**Data extracted from a collection**

»»

//! Pairwise gravitational force model.
//!
//! Direct O(N^2) summation with softening; no spatial acceleration
//! structure. The gravitational constant is not physical: it is normalized
//! per run as `G = 100 / N`, matching the `.gal` reference scenarios.

use galaxy_common::{Body, Vec2};

use crate::error::GalError;

/// Per-run force parameters, fixed once the body count is known.
#[derive(Debug, Clone, Copy)]
pub struct ForceParams {
    /// Normalized gravitational constant, `100 / N`.
    pub g: f64,
    /// Softening added to the separation distance before cubing.
    pub softening: f64,
}

impl ForceParams {
    /// Derives the parameters for a run over `n` bodies.
    /// Rejects `n = 0`, for which `G = 100 / N` is undefined.
    pub fn for_bodies(n: usize, softening: f64) -> Result<Self, GalError> {
        if n == 0 {
            return Err(GalError::DegenerateConfig);
        }
        Ok(Self {
            g: 100.0 / n as f64,
            softening,
        })
    }
}

/// Net force on body `index` exerted by all other bodies.
///
/// The sum runs over `j != index` in ascending index order; keeping that
/// order fixed is what makes runs bit-reproducible. With one body the sum
/// is empty and the force is exactly zero.
pub fn net_force(index: usize, bodies: &[Body], params: &ForceParams) -> Vec2 {
    let body = &bodies[index];
    let mut sum = Vec2::zero();

    for (j, other) in bodies.iter().enumerate() {
        if j == index {
            continue;
        }

        // Separation vector points from `other` toward `body`.
        let d = body.position.sub(other.position);
        let r = d.length();
        let denom = (r + params.softening).powi(3);

        sum = sum.add(d.scale(other.mass / denom));
    }

    // The leading minus sign flips the raw sum so the force is attractive.
    sum.scale(-params.g * body.mass)
}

««

**PROMPT**
Where the string "fixed" appears in a line of the entries above, return that line.

**ANSWER**
/// Per-run force parameters, fixed once the body count is known.
/// order fixed is what makes runs bit-reproducible. With one body the sum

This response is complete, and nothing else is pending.